**YOUR INSTRUCTIONS**
Search each line below for the word "BTreeMap" and list those that contain it.

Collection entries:
******************************

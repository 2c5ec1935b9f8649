//! Error types for loading and aggregating listening histories.

use thiserror::Error;

#[derive(Error, Debug)]
pub enum Error {
    /// The history was read but does not have the expected shape.
    #[error("malformed listening history in {origin}: {message}")]
    DataFormat { origin: String, message: String },

    /// The history could not be read or fetched at all.
    #[error("listening history unavailable at {origin}: {message}")]
    SourceUnavailable { origin: String, message: String },

    /// A background load ended without reporting an outcome.
    #[error("history loader stopped before reporting a result")]
    LoaderDisconnected,
}

impl Error {
    pub fn data_format(origin: impl Into<String>, message: impl ToString) -> Self {
        Self::DataFormat {
            origin: origin.into(),
            message: message.to_string(),
        }
    }

    pub fn source_unavailable(origin: impl Into<String>, message: impl ToString) -> Self {
        Self::SourceUnavailable {
            origin: origin.into(),
            message: message.to_string(),
        }
    }
}

pub type Result<T> = std::result::Result<T, Error>;
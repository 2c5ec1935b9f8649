use std::collections::BTreeMap;

use chrono::NaiveDate;
use serde::{Serialize, Serializer};

use crate::history::{EndTime, PlayEvent};
use crate::tally::{EntityKey, EntityKind, EntityTallies, RankBy, Tally};

/// Plays at or below this many milliseconds are skips and never counted.
pub const MIN_LISTEN_MS: u64 = 20_000;
pub const DEFAULT_TOP_N: usize = 5;

#[derive(Debug, Clone, Copy, PartialEq, Eq)]
pub struct AggregateSettings {
    pub min_ms_played: u64,
    pub top_n: usize,
}

impl Default for AggregateSettings {
    fn default() -> Self {
        Self {
            min_ms_played: MIN_LISTEN_MS,
            top_n: DEFAULT_TOP_N,
        }
    }
}

#[derive(Debug, Clone, PartialEq, Eq)]
pub struct ArtistRank {
    pub name: String,
    pub ms_played: u64,
}

impl Serialize for ArtistRank {
    fn serialize<S>(&self, serializer: S) -> Result<S::Ok, S::Error>
    where
        S: Serializer,
    {
        (&self.name, self.ms_played).serialize(serializer)
    }
}

#[derive(Debug, Clone, PartialEq, Eq)]
pub struct TrackRank {
    pub name: String,
    pub track_name: String,
    pub artist_name: String,
    pub replays: u32,
    pub last_end_time: EndTime,
    pub ms_played: u64,
}

impl Serialize for TrackRank {
    fn serialize<S>(&self, serializer: S) -> Result<S::Ok, S::Error>
    where
        S: Serializer,
    {
        (
            &self.name,
            (self.replays, self.last_end_time, self.ms_played),
        )
            .serialize(serializer)
    }
}

/// Artist and track tallies of a single calendar date.
pub type DayBucket = EntityTallies;

#[derive(Debug, Clone, PartialEq, Eq, Serialize)]
#[serde(rename_all = "camelCase")]
pub struct DayEntry {
    #[serde(skip)]
    pub key: EntityKey,
    pub name: String,
    pub ms_played: u64,
    #[serde(rename = "type")]
    pub kind: EntityKind,
}

#[derive(Debug, Clone, Default, PartialEq, Eq, Serialize)]
pub struct TopForDay {
    pub artists: BTreeMap<NaiveDate, Vec<DayEntry>>,
    pub tracks: BTreeMap<NaiveDate, Vec<DayEntry>>,
}

impl TopForDay {
    pub fn days(&self, kind: EntityKind) -> &BTreeMap<NaiveDate, Vec<DayEntry>> {
        match kind {
            EntityKind::Artist => &self.artists,
            EntityKind::Track => &self.tracks,
        }
    }
}

#[derive(Debug, Clone, PartialEq, Eq, Serialize)]
pub struct DailyTotals {
    pub date: NaiveDate,
    pub artists: Tally,
    pub tracks: Tally,
}

/// Everything the renderers read. Built in one go by [`Aggregator::ingest`]
/// and never modified afterwards.
#[derive(Debug, Clone, Default, PartialEq, Eq, Serialize)]
#[serde(rename_all = "camelCase")]
pub struct AggregateResult {
    pub top_artists: Vec<ArtistRank>,
    pub top_tracks: Vec<TrackRank>,
    pub total_playtime_top_artist: u64,
    pub total_playtime_top_track: u64,
    pub top_for_day: TopForDay,
    pub daily_totals: Vec<DailyTotals>,
    #[serde(skip)]
    pub artist_totals: Tally,
    #[serde(skip)]
    pub track_totals: Tally,
}

impl AggregateResult {
    /// Headline value that bar widths and sphere scales are divided by.
    pub fn headline(&self, kind: EntityKind) -> u64 {
        match kind {
            EntityKind::Artist => self.total_playtime_top_artist,
            EntityKind::Track => self.total_playtime_top_track,
        }
    }
}

#[derive(Debug, Clone, Copy, Default)]
pub struct Aggregator {
    settings: AggregateSettings,
}

impl Aggregator {
    pub fn new(settings: AggregateSettings) -> Self {
        Self { settings }
    }

    pub fn ingest(&self, events: &[PlayEvent]) -> AggregateResult {
        let min_ms_played = self.settings.min_ms_played;
        let top_n = self.settings.top_n;

        let mut totals = EntityTallies::default();
        for event in qualifying_plays(events, min_ms_played) {
            totals.record(event);
        }
        let EntityTallies {
            artists: artist_totals,
            tracks: track_totals,
        } = totals;

        let top_artists: Vec<_> = artist_totals
            .top_n(top_n, RankBy::ListenTime)
            .into_iter()
            .map(|(key, entry)| ArtistRank {
                name: key.to_string(),
                ms_played: entry.ms_played,
            })
            .collect();
        let top_tracks: Vec<_> = track_totals
            .top_n(top_n, RankBy::Replays)
            .into_iter()
            .map(|(key, entry)| TrackRank {
                name: key.to_string(),
                track_name: key.name.clone(),
                artist_name: key.artist.clone().unwrap_or_default(),
                replays: entry.replays,
                last_end_time: entry.last_end_time,
                ms_played: entry.ms_played,
            })
            .collect();

        let buckets = bucket_by_day(events, min_ms_played);
        let top_for_day = top_n_per_day(&buckets, top_n);
        let daily_totals = buckets
            .into_iter()
            .map(|(date, bucket)| DailyTotals {
                date,
                artists: bucket.artists,
                tracks: bucket.tracks,
            })
            .collect::<Vec<_>>();

        let total_playtime_top_artist = top_artists.first().map_or(0, |top| top.ms_played);
        let total_playtime_top_track = top_tracks.first().map_or(0, |top| top.ms_played);

        tracing::debug!(
            events = events.len(),
            artists = artist_totals.len(),
            tracks = track_totals.len(),
            days = daily_totals.len(),
            "Aggregated listening history"
        );

        AggregateResult {
            top_artists,
            top_tracks,
            total_playtime_top_artist,
            total_playtime_top_track,
            top_for_day,
            daily_totals,
            artist_totals,
            track_totals,
        }
    }
}

pub fn qualifying_plays(
    events: &[PlayEvent],
    min_ms_played: u64,
) -> impl Iterator<Item = &PlayEvent> {
    events
        .iter()
        .filter(move |event| event.ms_played > min_ms_played)
}

/// Per-date artist and track tallies over the qualifying plays.
pub fn bucket_by_day(events: &[PlayEvent], min_ms_played: u64) -> BTreeMap<NaiveDate, DayBucket> {
    let mut buckets: BTreeMap<NaiveDate, DayBucket> = BTreeMap::new();
    for event in qualifying_plays(events, min_ms_played) {
        buckets.entry(event.played_on()).or_default().record(event);
    }
    buckets
}

/// Ranks each day's tallies by listening time, for tracks as well as artists.
pub fn top_n_per_day(buckets: &BTreeMap<NaiveDate, DayBucket>, n: usize) -> TopForDay {
    let mut top = TopForDay::default();
    for (date, bucket) in buckets {
        top.artists
            .insert(*date, day_entries(bucket, EntityKind::Artist, n));
        top.tracks
            .insert(*date, day_entries(bucket, EntityKind::Track, n));
    }
    top
}

fn day_entries(bucket: &DayBucket, kind: EntityKind, n: usize) -> Vec<DayEntry> {
    bucket
        .tally(kind)
        .top_n(n, RankBy::ListenTime)
        .into_iter()
        .map(|(key, entry)| DayEntry {
            key: key.clone(),
            name: key.to_string(),
            ms_played: entry.ms_played,
            kind,
        })
        .collect()
}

******************************

**SOLUTION TO THIS PROBLEM**
use std::collections::BTreeMap;
    pub artists: BTreeMap<NaiveDate, Vec<DayEntry>>,
    pub tracks: BTreeMap<NaiveDate, Vec<DayEntry>>,
    pub fn days(&self, kind: EntityKind) -> &BTreeMap<NaiveDate, Vec<DayEntry>> {
pub fn bucket_by_day(events: &[PlayEvent], min_ms_played: u64) -> BTreeMap<NaiveDate, DayBucket> {
    let mut buckets: BTreeMap<NaiveDate, DayBucket> = BTreeMap::new();
pub fn top_n_per_day(buckets: &BTreeMap<NaiveDate, DayBucket>, n: usize) -> TopForDay {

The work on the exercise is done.